Statistical analysis
Statistical analysis was performed using Stata Rel. 15.1 (StataCorp LLC, College Station TX, USA). As for continuous variables, the measures of centrality and dispersion of data were median and interquartile range, respectively, while comparisons between groups were carried out by the Mann-Whitney test. With regard to categorical variables, data are presented as frequencies (%), while the associations between groups were verified by the Fisher’s exact test or the Pearson chi square test, as appropriate. Logistic regression analysis was conducted to identify predictor(s) of de novo HCC among a set of independent variables. The threshold for statistical significance was 0.05 (two tails) for all tests used.
Results
Virologic outcomes
When analyzed with an intention-to-treat approach, SVR was 770/789 (97.6%). In detail, among the 19 patients who did not reach a SVR, 14/19 (74%) patients had a relapse, while 5/19 (26%) did not complete treatment (n = 1), died before reaching the 12 week post-treatment (n = 2), or performed neither the Post-Treatment Week 12 nor the Post-Treatment Week 24 visits (n = 2). Thus, the rate of virologic failure in this study was 1.8%. SVR was similar in patients who received a sofosbuvir-based regimen (359/370, 97%) vs. patients who received a protease inhibitor-based regimen (411/419, 98%) (P = 0.360), and in HCV-3 infected (98/102, 96%) vs. non-HCV-3 infected patients (672/688, 98%) (P = 0.312). There was a non-significant trend for lower SVR in patients with cirrhosis (273/284, 96%) vs. non-cirrhotic patients (497/505, 98%) (P = 0.054).

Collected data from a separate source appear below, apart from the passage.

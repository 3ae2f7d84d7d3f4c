use crate::output::{print_json, print_table};
use std::path::Path;

pub fn run(root: &Path, json: bool) -> anyhow::Result<()> {
    let result = super::parse_root(root)?;

    if json {
        return print_json(&result);
    }

    println!("Agents ({})", result.agents.len());
    print_table(
        &["NAME", "CAPABILITIES", "COLLABORATORS", "DESCRIPTION"],
        result
            .agents
            .iter()
            .map(|a| {
                vec![
                    a.name.clone(),
                    a.capabilities.len().to_string(),
                    a.collaborators.len().to_string(),
                    a.description.clone(),
                ]
            })
            .collect(),
    );

    println!();
    println!("Commands ({})", result.commands.len());
    print_table(
        &["NAME", "AGENTS", "PARALLEL", "WORKFLOW"],
        result
            .commands
            .iter()
            .map(|c| {
                vec![
                    c.name.clone(),
                    format!("{}..{}", c.min_agents, c.max_agents),
                    c.allows_parallel.to_string(),
                    c.workflow_ref.clone().unwrap_or_else(|| "-".to_string()),
                ]
            })
            .collect(),
    );

    println!();
    println!("Workflows ({})", result.workflows.len());
    print_table(
        &["NAME", "TYPE", "STEPS", "GATES"],
        result
            .workflows
            .iter()
            .map(|w| {
                vec![
                    w.name.clone(),
                    w.workflow_type.to_string(),
                    w.steps.len().to_string(),
                    w.gates.len().to_string(),
                ]
            })
            .collect(),
    );

    if !result.errors.is_empty() {
        println!();
        println!("Errors ({})", result.errors.len());
        for e in &result.errors {
            match &e.cause {
                Some(cause) => println!("  {}: {} ({cause})", e.source_path.display(), e.message),
                None => println!("  {}: {}", e.source_path.display(), e.message),
            }
        }
    }

    Ok(())
}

Development of de novo HCC
Along a median follow-up of 9.3 (interquartile range, 8.8-11.9) months, n = 19/789 (2.4%) patients were discovered to harbor HCC. The diagnosis was based on radiological criteria in 18/19 of patients (95%). Table 2 presents the main characteristics of these patients in comparison to all other patients.
Comparison between patients with and without de novo HCC at the end of follow-up
Variable | HCC de novo n = 19 (2.4%) | No HCC n = 770 (97.6%) | P |
---|---|---|---|
Age, years | 68 (58-73) | 62 (52-74) | 0.248 |
Male sex, n | 16(84) | 415(54) | 0.009 |
Caucasian race, n | 19(100) | 743(96)A | 1.000 |
Body mass indexA, kg/m2 ≥ 30 kg/m2 | 29.4 (21.3-31.6)
9(47) | 25.1 (22.6-28.3)
127/752(17) | 0.060
0.002 |
Either diabetes or prediabetes, n | 9(47) | 259(34) | 0.226 |
Cirrhosis, n | 18(95) | 266(35) | < 0.001 |
HCV-3 Genotype, n | 2(11) | 100(13) | 1.000 |
HCV RNA, UI/mL (× 1000)
> 4000 | 895 (255-1700)
2(11) | 1001 (276-2281)
89(12) | 0.763
1.000 |
Coinfected, n | 0 (0) | 56(7) | 0.389 |
Treatment history, n Naïve Experienced, IFN and/or DAA | 6(32)
13(68) | 524(68)
246(32) | 0.002 |
SVR, n | 13(68) | 757(98) | < 0.001 |
Among patients who developed de novo HCC after antiviral therapy, 15/19 (79%) had either one or two nodules at the diagnosis, 3/19 (16%) had three or more nodules, and one patient had a diffuse infiltrative pattern (5%). Moreover, 7/19 (37%) had portal vein thrombosis (including complete or partial and segmental or sub-segmental thrombosis). Twelve patients (63%) fulfilled Milan Criteria[14].
Based on multivariate analysis, conducted having de novo HCC as dependent variable and age, male sex, obesity, cirrhosis, previous treatment history, and SVR as independent variables, the only independent predictors were male sex, obesity, cirrhosis, and SVR. The logistic regression model is summarized in Table 3.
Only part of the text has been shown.